La Corte di Cassazione, con la sentenza del 5 febbraio 2025 n. 2861 è chiamata a verificare la correttezza della quantificazione per la perdita di chance per sopravvivenza operata dalla Corte di Appello. Rileva che la stessa resiste a tutte le censure di parte ricorrente.
Ed invero il giudice territoriale aveva ritenuto “più conforme ai parametri dettati dalla giurisprudenza della Cassazione, la modalità di computo che parte dalla determinazione della somma che sarebbe spettata alla vittima nel caso di invalidità permanente al 100% di persona di 29 anni (pari complessivamente ad Euro 1.063.152,00 in applicazione delle vigenti tabelle aggiornate) suddividendola per il numero di anni che avrebbe potuto ancora vivere secondo i parametri medi Istat (ovvero ulteriori 50 anni), ottenendo così il valore di Euro 21.263,04, da moltiplicare per il numero di anni corrispondenti all’aspettativa di vita complessivamente “sperata” (ovvero 5 anni) pervenendo così all’importo di Euro 106.315,20″, dovendosi, poi, da “tale somma . essere quindi decurtato l’importo corrispondente ai 15 mesi vissuti dopo l’intervento del 12.12.2013 (pari a complessive Euro 26.578,80)” e, infine, applicata, “all’importo così ottenuto, pari ad Euro 79.736,40, … l’aliquota percentuale corrispondente alla possibilità di verificazione della chance perduta”, ossia – “prudenzialmente, in applicazione dell’art. 2697 c.c. e dell’onere della parte di dimostrare l’entità delle chances perdute” – quella minima del 40%) “il valore della chance di sopravvivenza perduta (doveva) nella fattispecie essere quantificata in complessive Euro 31.894,56 omnia”, con “gli interessi legali ex art. 1284 c.c. dalla sentenza all’effettivo soddisfo“.
La Corte di Cassazione precisa che “è necessario un giudizio di prudente contemperamento dei vari fattori di probabile incidenza sul danno nel caso concreto, sicché, pur nell’esercizio di un potere di carattere discrezionale, il giudice è chiamato a dare conto, in motivazione, del peso specifico attribuito ad ognuno di essi, in modo da rendere evidente il percorso logico seguito nella propria determinazione e consentire il sindacato del rispetto dei principi del danno effettivo e dell’integralità del risarcimento. Ne consegue che, allorché non siano indicate le ragioni dell’operato apprezzamento e non siano richiamati gli specifici criteri utilizzati nella liquidazione, la sentenza incorre sia nel vizio di nullità per difetto di motivazione (indebitamente ridotta al disotto del “minimo costituzionale” richiesto dall’art. 111, comma sesto, Cost.), sia nel vizio di violazione dell’art. 1226 c.c. (Cass. n. 22272/2018; Cass. n. 18795/2021).

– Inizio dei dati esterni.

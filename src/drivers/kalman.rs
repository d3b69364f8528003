use crate::time::{seconds_between, Instant};

#[derive(Clone, Copy, Debug, Default, PartialEq)]
#[cfg_attr(feature = "defmt", derive(defmt::Format))]
pub struct KalmanState {
    pub position: f32,     // Altitude (m)
    pub velocity: f32,     // Vertical Velocity (m/s)
    pub acceleration: f32, // Last control input (m/s^2)
}

/// Position/velocity filter with vertical acceleration as a known input.
///
/// Acceleration drives the prediction directly instead of being a third
/// state; the barometric altitude is the only measurement.
pub struct VerticalKalman {
    // Last update time, None until the first measurement
    t: Option<Instant>,

    // State vector [pos, vel] and the acceleration used for the last predict
    x: [f32; 2],
    a: f32,

    // Covariance matrix P (2x2)
    p: [[f32; 2]; 2],

    // Position measurement variance (m^2)
    p_var: f32,
    // Acceleration process variance ((m/s^2)^2)
    a_var: f32,
}

impl VerticalKalman {
    pub fn new(position_variance: f32, acceleration_variance: f32) -> Self {
        Self {
            t: None,
            x: [0.0, 0.0],
            a: 0.0,
            p: [[0.0, 0.0], [0.0, 0.0]],
            p_var: position_variance,
            a_var: acceleration_variance,
        }
    }

    /// Forgets everything; the next update re-seeds the state.
    pub fn reset(&mut self) {
        self.t = None;
        self.x = [0.0, 0.0];
        self.a = 0.0;
        self.p = [[0.0, 0.0], [0.0, 0.0]];
    }

    pub fn is_initialized(&self) -> bool {
        self.t.is_some()
    }

    /// Predict with `accel` over the time since the last call, then correct
    /// with the measured altitude `position` (m).
    pub fn update(&mut self, time: Instant, position: f32, accel: f32) {
        if !position.is_finite() || !accel.is_finite() {
            fatal!("kalman input invalid: position={} accel={}", position, accel);
        }

        let Some(t_prev) = self.t else {
            self.t = Some(time);
            self.x = [position, 0.0];
            self.a = accel;
            self.p = [[0.0, 0.0], [0.0, 0.0]];
            return;
        };

        let dt = seconds_between(t_prev, time);
        let dt2 = dt * dt;
        let dt3 = dt2 * dt;
        let dt4 = dt3 * dt;
        self.t = Some(time);

        // Predict: pos += vel*dt + 0.5*acc*dt^2, vel += acc*dt
        self.a = accel;
        self.x[0] += dt * self.x[1] + dt2 * accel / 2.0;
        self.x[1] += dt * accel;

        // P = F*P*F' + Q, Q from white acceleration noise
        let inc = dt * self.p[1][1] + dt3 * self.a_var / 2.0;
        self.p[0][0] += dt * (self.p[0][1] + self.p[1][0] + inc) - dt4 * self.a_var / 4.0;
        self.p[1][0] += inc;
        self.p[0][1] += inc;
        self.p[1][1] += dt2 * self.a_var;

        // H = [1, 0]
        let s = self.p[0][0] + self.p_var;
        let k0 = self.p[0][0] / s;
        let k1 = self.p[0][1] / s;

        // Innovation y = z - Hx
        let y = position - self.x[0];
        if !y.is_finite() {
            fatal!("kalman residual invalid: z={} p={}", position, self.x[0]);
        }
        if !k0.is_finite() || !k1.is_finite() {
            fatal!(
                "kalman gain invalid: k0={} k1={} p11={} p12={} p21={} p22={}",
                k0,
                k1,
                self.p[0][0],
                self.p[0][1],
                self.p[1][0],
                self.p[1][1]
            );
        }

        self.x[0] += k0 * y;
        if !self.x[0].is_finite() {
            fatal!("kalman position invalid: k0={} y={}", k0, y);
        }
        self.x[1] += k1 * y;
        if !self.x[1].is_finite() {
            fatal!("kalman velocity invalid: k1={} y={}", k1, y);
        }

        // P = (I - KH)P, in the order that reuses the pre-update terms
        self.p[1][1] -= k1 * self.p[1][0];
        self.p[0][1] -= k1 * self.p[0][0];
        self.p[1][0] -= k0 * self.p[1][0];
        self.p[0][0] -= k0 * self.p[0][0];
    }

    pub fn try_state(&self) -> Option<KalmanState> {
        self.t.map(|_| KalmanState {
            position: self.x[0],
            velocity: self.x[1],
            acceleration: self.a,
        })
    }

    /// Current estimate. Reading before the first update halts.
    pub fn state(&self) -> KalmanState {
        match self.try_state() {
            Some(state) => state,
            None => fatal!("kalman state read before first update"),
        }
    }

    pub fn covariance(&self) -> [[f32; 2]; 2] {
        self.p
    }
}

#[cfg(test)]
mod tests {
    use approx::assert_abs_diff_eq;

    use super::*;
    use crate::testing::at_ms;

    fn filter() -> VerticalKalman {
        VerticalKalman::new(0.1 * 0.1, 0.3 * 0.3)
    }

    #[test]
    fn first_update_seeds_state() {
        let mut kf = filter();
        assert!(kf.try_state().is_none());
        kf.update(at_ms(0), 123.0, 0.5);
        let s = kf.state();
        assert_eq!(s.position, 123.0);
        assert_eq!(s.velocity, 0.0);
        assert_eq!(s.acceleration, 0.5);
        assert_eq!(kf.covariance(), [[0.0, 0.0], [0.0, 0.0]]);
    }

    #[test]
    fn constant_position_converges() {
        let mut kf = filter();
        kf.update(at_ms(0), 0.0, 0.0);
        for i in 1..=2000 {
            kf.update(at_ms(i * 50), 50.0, 0.0);
        }
        let s = kf.state();
        assert_abs_diff_eq!(s.position, 50.0, epsilon = 0.05);
        assert_abs_diff_eq!(s.velocity, 0.0, epsilon = 0.05);
    }

    #[test]
    fn tracks_steady_climb() {
        let mut kf = filter();
        for i in 0..=1200u64 {
            let t = i as f32 * 0.05;
            kf.update(at_ms(i * 50), 2.0 * t, 0.0);
        }
        assert_abs_diff_eq!(kf.state().velocity, 2.0, epsilon = 0.1);
    }

    #[test]
    fn covariance_stays_symmetric_and_non_negative() {
        let mut kf = filter();
        for i in 0..500u64 {
            kf.update(at_ms(i * 50), (i % 7) as f32, 0.1);
        }
        let p = kf.covariance();
        assert!(p[0][0] >= 0.0 && p[1][1] >= 0.0);
        assert_abs_diff_eq!(p[0][1], p[1][0], epsilon = 1e-4);
    }

    #[test]
    fn reset_forgets_state() {
        let mut kf = filter();
        kf.update(at_ms(0), 10.0, 0.0);
        kf.reset();
        assert!(!kf.is_initialized());
    }

    #[test]
    #[should_panic(expected = "kalman input invalid")]
    fn nan_input_is_fatal() {
        let mut kf = filter();
        kf.update(at_ms(0), 10.0, 0.0);
        kf.update(at_ms(50), f32::NAN, 0.0);
    }

    #[test]
    #[should_panic(expected = "before first update")]
    fn reading_uninitialized_is_fatal() {
        filter().state();
    }
}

Nella specie, il giudice di appello non solo ha dato puntuale risalto ai vari parametri di liquidazione utilizzati, al peso attribuito a ciascuno di essi e al loro combinato operare (cfr. la sintesi al par. 9.1., che precede e alla quale integralmente si rinvia), ma ha, altresì, optato, in assenza di tabelle preordinate di riferimento, per una stima che – in conformità a quanto affermato dalla giurisprudenza di questa Corte (cfr. par. 7.1.1., che precede) – non è stata parametrata né ai valori tabellari previsti per la perdita della vita, né a quelli del danno biologico temporaneo, avendo come riferimento finale, in coerenza con la configurazione del danno da risarcirsi e degli elementi utili allo scopo (diversamente da quanto incongruamente opinato dal primo giudice in ragione del riferimento al parametro statistico della vita media per ulteriori 50 anni, consentaneo, invero, ad un danno da morte anticipata e non da perdita chance), il moltiplicatore rappresentato dal “numero di anni corrispondenti all’aspettativa di vita complessivamente “sperata” (ovvero 5 anni)“.

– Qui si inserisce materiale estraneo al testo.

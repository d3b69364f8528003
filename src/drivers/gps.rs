//! NMEA 0183 GPS receiver, fed one byte at a time.
//!
//! The scheduler drains the UART buffer a byte per call in the time left
//! over in each slice, so nothing here may block. Complete sentences with a
//! good checksum go on the bus as [`GpsSentence`]; an active RMC fix also
//! becomes a [`GroundVelocitySample`] for the wind estimator.

use core::f32::consts::TAU;
use core::str::FromStr;

use micromath::F32Ext;

use crate::bus::MessageBus;
use crate::state::{GpsSentence, GroundVelocitySample};
use crate::time::{Clock, Duration, Instant};

pub const MPS_PER_KNOT: f32 = 0.514_444;

/// No nav solution for this long means the receiver is gone.
pub const GPS_TIMEOUT: Duration = Duration::millis(2500);

const DEG_TO_RAD: f32 = core::f32::consts::PI / 180.0;

/// Source of raw receiver bytes, typically a UART ring buffer.
pub trait GpsStream {
    /// Next buffered byte, `None` when the buffer is empty.
    fn read_byte(&mut self) -> Option<u8>;
}

#[derive(Debug, Clone, Copy, PartialEq, Eq, Default)]
#[cfg_attr(feature = "defmt", derive(defmt::Format))]
pub enum GpsState {
    #[default]
    Unknown,
    Detecting,
    ReceivingData,
    LostCommunication,
}

#[derive(Debug, Clone, Copy, PartialEq, Eq, Default)]
#[cfg_attr(feature = "defmt", derive(defmt::Format))]
pub enum NmeaFrame {
    #[default]
    None,
    Gga,
    Rmc,
}

#[derive(Debug, Clone, Copy, Default, PartialEq)]
#[cfg_attr(feature = "defmt", derive(defmt::Format))]
pub struct GpsData {
    // ── Position ──
    pub lat: f32,          // Decimal degrees
    pub lon: f32,          // Decimal degrees
    pub alt: f32,          // Metres (MSL)

    // ── Velocity (RMC) ──
    pub speed_knots: f32,
    pub course: f32,       // Degrees true
    pub active: bool,      // RMC status A

    // ── Fix (GGA) ──
    pub sats: u8,
    pub fix_quality: u8,   // 0=no fix 1=GPS 2=DGPS …
    pub fix: bool,
    pub hdop: f32,

    // ── UTC from RMC ──
    pub utc_time: u32,     // hhmmss
    pub utc_date: u32,     // ddmmyy

    // ── Counters ──
    pub sentences_rx: u16,
    pub checksum_errors: u16,
    pub frame_errors: u16,
    pub gga_count: u16,
    pub rmc_count: u16,
    pub unknown_count: u16,
    pub last_frame: NmeaFrame,
}

/// Sentence assembler and field decoder.
pub struct NmeaParser {
    buffer: heapless::String<128>,
    pub data: GpsData,
    // Speed field of the latest RMC parsed
    rmc_speed_fresh: bool,
}

impl Default for NmeaParser {
    fn default() -> Self {
        Self::new()
    }
}

impl NmeaParser {
    pub fn new() -> Self {
        Self {
            buffer: heapless::String::new(),
            data: GpsData::default(),
            rmc_speed_fresh: false,
        }
    }

    /// Feeds one byte. Returns the frame type once a sentence with a valid
    /// checksum is complete; the sentence text stays in [`Self::sentence`]
    /// until the next byte.
    pub fn push_byte(&mut self, b: u8) -> Option<NmeaFrame> {
        if b == b'$' {
            self.buffer.clear();
        }
        if self.buffer.ends_with('\n') {
            self.buffer.clear();
        }

        if !b.is_ascii() || self.buffer.push(b as char).is_err() {
            self.data.frame_errors = self.data.frame_errors.wrapping_add(1);
            self.buffer.clear();
            return None;
        }

        if b == b'\n' {
            self.parse_sentence()
        } else {
            None
        }
    }

    /// The last complete sentence without line ending.
    pub fn sentence(&self) -> &str {
        self.buffer.as_str().trim()
    }

    fn parse_sentence(&mut self) -> Option<NmeaFrame> {
        // Copy out so the field parsers can take &mut self
        let mut local: heapless::String<128> = heapless::String::new();
        let _ = local.push_str(self.buffer.as_str().trim());
        let s = local.as_str();

        if s.len() < 6 || !s.starts_with('$') {
            return None;
        }

        if !verify_checksum(s) {
            self.data.checksum_errors = self.data.checksum_errors.wrapping_add(1);
            return None;
        }

        let frame = match &s[3..6] {
            "GGA" => NmeaFrame::Gga,
            "RMC" => NmeaFrame::Rmc,
            _ => NmeaFrame::None,
        };

        self.data.sentences_rx = self.data.sentences_rx.wrapping_add(1);
        self.data.last_frame = frame;

        match frame {
            NmeaFrame::Gga => self.parse_gga(s),
            NmeaFrame::Rmc => self.parse_rmc(s),
            NmeaFrame::None => {
                self.data.unknown_count = self.data.unknown_count.wrapping_add(1);
            }
        }
        Some(frame)
    }

    // ────── GGA ──────
    fn parse_gga(&mut self, s: &str) {
        self.data.gga_count = self.data.gga_count.wrapping_add(1);
        // $xxGGA,time,lat,NS,lon,EW,qual,sats,hdop,alt,M,geoid,M,…*CS
        let mut parts = s.split(',');
        parts.next(); // ID
        parts.next(); // Time

        let lat_raw = parts.next().unwrap_or("");
        let ns = parts.next().unwrap_or("");
        let lon_raw = parts.next().unwrap_or("");
        let ew = parts.next().unwrap_or("");
        let qual_str = parts.next().unwrap_or("");
        let sats_str = parts.next().unwrap_or("");
        let hdop_str = parts.next().unwrap_or("");
        let alt_str = parts.next().unwrap_or("");

        match u8::from_str(qual_str) {
            Ok(q) => {
                self.data.fix_quality = q;
                self.data.fix = q > 0;
            }
            Err(_) => {
                self.data.fix_quality = 0;
                self.data.fix = false;
            }
        }

        if let Ok(n) = u8::from_str(sats_str) {
            self.data.sats = n;
        }
        if let Ok(h) = f32::from_str(hdop_str) {
            self.data.hdop = h;
        }
        if let Ok(a) = f32::from_str(alt_str) {
            self.data.alt = a;
        }
        if let Some(lat) = coord_to_degrees(lat_raw, ns == "S") {
            self.data.lat = lat;
        }
        if let Some(lon) = coord_to_degrees(lon_raw, ew == "W") {
            self.data.lon = lon;
        }
    }

    // ────── RMC ──────
    fn parse_rmc(&mut self, s: &str) {
        self.data.rmc_count = self.data.rmc_count.wrapping_add(1);
        self.rmc_speed_fresh = false;
        // $xxRMC,time,status,lat,NS,lon,EW,speed,course,date,…*CS
        let mut parts = s.split(',');
        parts.next(); // ID

        let time_str = parts.next().unwrap_or("");
        if time_str.len() >= 6 {
            if let Ok(t) = u32::from_str(&time_str[..6]) {
                self.data.utc_time = t;
            }
        }

        self.data.active = parts.next() == Some("A");

        // Position comes from GGA
        for _ in 0..4 {
            parts.next();
        }

        let speed_raw = parts.next().unwrap_or("");
        let course_raw = parts.next().unwrap_or("");
        let date_str = parts.next().unwrap_or("");

        if let Ok(d) = u32::from_str(date_str) {
            self.data.utc_date = d;
        }
        if let Ok(spd) = f32::from_str(speed_raw) {
            self.data.speed_knots = spd;
            self.rmc_speed_fresh = true;
        }
        match f32::from_str(course_raw) {
            Ok(crs) => self.data.course = crs,
            // Receivers leave course empty when stationary
            Err(_) if !speed_raw.is_empty() => self.data.course = 0.0,
            Err(_) => {}
        }
    }

    /// Ground velocity from the latest RMC, if it carried an active fix and
    /// a speed. Course may be empty while stationary.
    pub fn ground_velocity(&self) -> Option<GroundVelocitySample> {
        if !self.data.active || !self.rmc_speed_fresh {
            return None;
        }
        let mut track = self.data.course * DEG_TO_RAD;
        if track < 0.0 {
            track += TAU;
        }
        if track >= TAU {
            track -= TAU;
        }
        Some(GroundVelocitySample {
            track_angle: track,
            speed: self.data.speed_knots * MPS_PER_KNOT,
        })
    }
}

// ddmm.mmmm → decimal degrees
fn coord_to_degrees(raw: &str, negative: bool) -> Option<f32> {
    let value = f32::from_str(raw).ok()?;
    let deg = (value / 100.0).floor();
    let min = value - deg * 100.0;
    let degrees = deg + min / 60.0;
    Some(if negative { -degrees } else { degrees })
}

fn verify_checksum(s: &str) -> bool {
    if let Some((content, check_str)) = s.split_once('*') {
        let content = content.strip_prefix('$').unwrap_or(content);
        let mut calc = 0u8;
        for b in content.bytes() {
            calc ^= b;
        }
        // Only take first 2 hex chars (ignore trailing garbage)
        let hex = check_str.get(..2).unwrap_or(check_str);
        if let Ok(val) = u8::from_str_radix(hex.trim(), 16) {
            return calc == val;
        }
    }
    false
}

/// Receiver bound to its byte stream.
pub struct Gps<S> {
    stream: S,
    parser: NmeaParser,
    state: GpsState,
    last_byte: Option<Instant>,
    last_nav: Option<Instant>,
    timeouts: u16,
}

impl<S: GpsStream> Gps<S> {
    pub fn new(stream: S) -> Self {
        Self {
            stream,
            parser: NmeaParser::new(),
            state: GpsState::Unknown,
            last_byte: None,
            last_nav: None,
            timeouts: 0,
        }
    }

    pub fn data(&self) -> GpsData {
        self.parser.data
    }

    pub fn stream_mut(&mut self) -> &mut S {
        &mut self.stream
    }

    pub fn state(&self) -> GpsState {
        self.state
    }

    pub fn timeouts(&self) -> u16 {
        self.timeouts
    }

    /// Parses one buffered byte, publishing whatever it completes. Returns
    /// false once the buffer is empty.
    pub fn drain_byte<C: Clock>(&mut self, bus: &MessageBus<'_, C>) -> bool {
        let Some(b) = self.stream.read_byte() else {
            return false;
        };
        let now = bus.clock().now();
        self.last_byte = Some(now);

        let Some(frame) = self.parser.push_byte(b) else {
            return true;
        };

        let mut nmea = heapless::String::new();
        if nmea.push_str(self.parser.sentence()).is_ok() {
            bus.publish(&GpsSentence { time: now, nmea });
        }

        match frame {
            NmeaFrame::Gga => self.last_nav = Some(now),
            NmeaFrame::Rmc => {
                if let Some(v) = self.parser.ground_velocity() {
                    bus.publish(&v);
                }
            }
            NmeaFrame::None => {}
        }
        true
    }

    /// Link supervision, run from the once-per-second GPS slot.
    pub fn update(&mut self, now: Instant) -> GpsState {
        let stale = |t: Option<Instant>| match t {
            Some(t) => now.checked_duration_since(t).is_some_and(|d| d > GPS_TIMEOUT),
            None => true,
        };

        let next = match self.state {
            GpsState::Unknown | GpsState::LostCommunication if !stale(self.last_byte) => {
                GpsState::Detecting
            }
            GpsState::Detecting if !stale(self.last_nav) => GpsState::ReceivingData,
            GpsState::ReceivingData if stale(self.last_nav) => {
                self.timeouts = self.timeouts.wrapping_add(1);
                self.parser.data.fix = false;
                self.parser.data.sats = 0;
                self.parser.data.active = false;
                defmt_or_log::warn!("gps lost communication");
                GpsState::LostCommunication
            }
            state => state,
        };
        if next != self.state {
            defmt_or_log::info!("gps {:?} -> {:?}", self.state, next);
        }
        self.state = next;
        next
    }
}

Eppure tale procedimento si presta almeno a due considerazioni critiche.
La prima riguarda il riferimento ad un elemento (il danno non patrimoniale per la lesione alla salute) ontologicamente differente da quello che è oggetto di calcolo: ossia il diritto alla vita.
La secondo, a carattere più sistematico, pone un reale interrogativo: per quale motivo il danno da perdita di chances già entrato nel patrimonio del danneggiato ancora in vita può essere risarcito allo stesso mentre non può essere nello stesso modo reclamato dai congiunti in via iure successionis (in tutti i casi in cui si dibatte della morte)? Se l’acquisizione del diritto è già avvenuto, la morte non può determinare l’azzeramento del suo contenuto ma semplicemente la trasmissione agli eredi. E’ evidente che il tabù del danno tanatologico (la cui irrisarcibilità è un vero è proprio dogma) mette alla prova tale metodo di calcolo.